■ Activity: Below are the records; copy each line in them that holds the word "GestureClassifier".

------------------------------------------------------------

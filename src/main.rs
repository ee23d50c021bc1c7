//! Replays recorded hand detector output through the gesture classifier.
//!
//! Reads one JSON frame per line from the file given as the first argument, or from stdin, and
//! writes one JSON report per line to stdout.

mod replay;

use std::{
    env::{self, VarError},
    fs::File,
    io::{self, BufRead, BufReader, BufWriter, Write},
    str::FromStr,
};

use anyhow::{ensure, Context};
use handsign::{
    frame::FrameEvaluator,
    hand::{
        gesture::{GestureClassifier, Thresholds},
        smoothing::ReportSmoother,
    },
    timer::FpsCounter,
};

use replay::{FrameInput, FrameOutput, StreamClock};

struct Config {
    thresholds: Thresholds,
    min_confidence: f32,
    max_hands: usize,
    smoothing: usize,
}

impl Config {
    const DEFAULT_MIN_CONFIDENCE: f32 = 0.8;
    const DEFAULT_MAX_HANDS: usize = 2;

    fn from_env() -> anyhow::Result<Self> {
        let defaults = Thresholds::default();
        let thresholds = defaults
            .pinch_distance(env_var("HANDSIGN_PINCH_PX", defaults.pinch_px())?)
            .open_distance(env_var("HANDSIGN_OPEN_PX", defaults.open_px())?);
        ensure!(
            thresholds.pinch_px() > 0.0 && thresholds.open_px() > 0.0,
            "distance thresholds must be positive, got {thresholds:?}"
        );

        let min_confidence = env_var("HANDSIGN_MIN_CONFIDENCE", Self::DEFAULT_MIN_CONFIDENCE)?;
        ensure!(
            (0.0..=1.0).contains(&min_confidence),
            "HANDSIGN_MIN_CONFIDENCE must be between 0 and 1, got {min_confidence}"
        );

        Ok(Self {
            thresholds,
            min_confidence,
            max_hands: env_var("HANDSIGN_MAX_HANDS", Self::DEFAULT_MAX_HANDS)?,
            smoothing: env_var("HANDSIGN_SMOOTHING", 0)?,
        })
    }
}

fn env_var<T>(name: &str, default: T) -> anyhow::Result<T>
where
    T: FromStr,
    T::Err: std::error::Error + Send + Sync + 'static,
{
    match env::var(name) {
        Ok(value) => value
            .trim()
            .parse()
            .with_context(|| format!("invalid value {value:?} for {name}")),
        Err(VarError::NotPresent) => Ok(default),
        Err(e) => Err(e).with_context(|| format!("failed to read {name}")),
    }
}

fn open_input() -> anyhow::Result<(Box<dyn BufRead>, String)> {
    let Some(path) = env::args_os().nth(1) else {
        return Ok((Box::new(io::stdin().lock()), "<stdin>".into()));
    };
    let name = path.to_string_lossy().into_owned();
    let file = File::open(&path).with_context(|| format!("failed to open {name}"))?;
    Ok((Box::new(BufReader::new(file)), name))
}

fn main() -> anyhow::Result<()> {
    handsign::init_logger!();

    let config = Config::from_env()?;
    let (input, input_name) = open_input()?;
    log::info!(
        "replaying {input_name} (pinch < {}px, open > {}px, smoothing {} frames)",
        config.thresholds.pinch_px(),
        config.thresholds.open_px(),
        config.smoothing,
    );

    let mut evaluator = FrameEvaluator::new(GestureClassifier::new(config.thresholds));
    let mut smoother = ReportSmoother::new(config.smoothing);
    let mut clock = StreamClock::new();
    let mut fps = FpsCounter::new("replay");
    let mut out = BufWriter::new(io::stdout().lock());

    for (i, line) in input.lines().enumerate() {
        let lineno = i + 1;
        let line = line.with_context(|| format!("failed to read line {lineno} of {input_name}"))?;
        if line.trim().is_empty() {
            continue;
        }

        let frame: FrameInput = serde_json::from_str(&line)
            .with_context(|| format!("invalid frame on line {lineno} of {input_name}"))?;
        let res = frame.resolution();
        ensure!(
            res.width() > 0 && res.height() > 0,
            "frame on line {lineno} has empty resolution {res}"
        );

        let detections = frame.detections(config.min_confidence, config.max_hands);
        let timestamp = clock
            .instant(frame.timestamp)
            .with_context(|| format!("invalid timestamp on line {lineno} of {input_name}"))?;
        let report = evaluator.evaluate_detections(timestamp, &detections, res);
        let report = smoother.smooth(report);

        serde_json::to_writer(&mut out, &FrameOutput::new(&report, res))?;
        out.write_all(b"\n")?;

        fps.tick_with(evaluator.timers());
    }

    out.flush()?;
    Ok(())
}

------------------------------------------------------------

■ Finished task:
        gesture::{GestureClassifier, Thresholds},
    let mut evaluator = FrameEvaluator::new(GestureClassifier::new(config.thresholds));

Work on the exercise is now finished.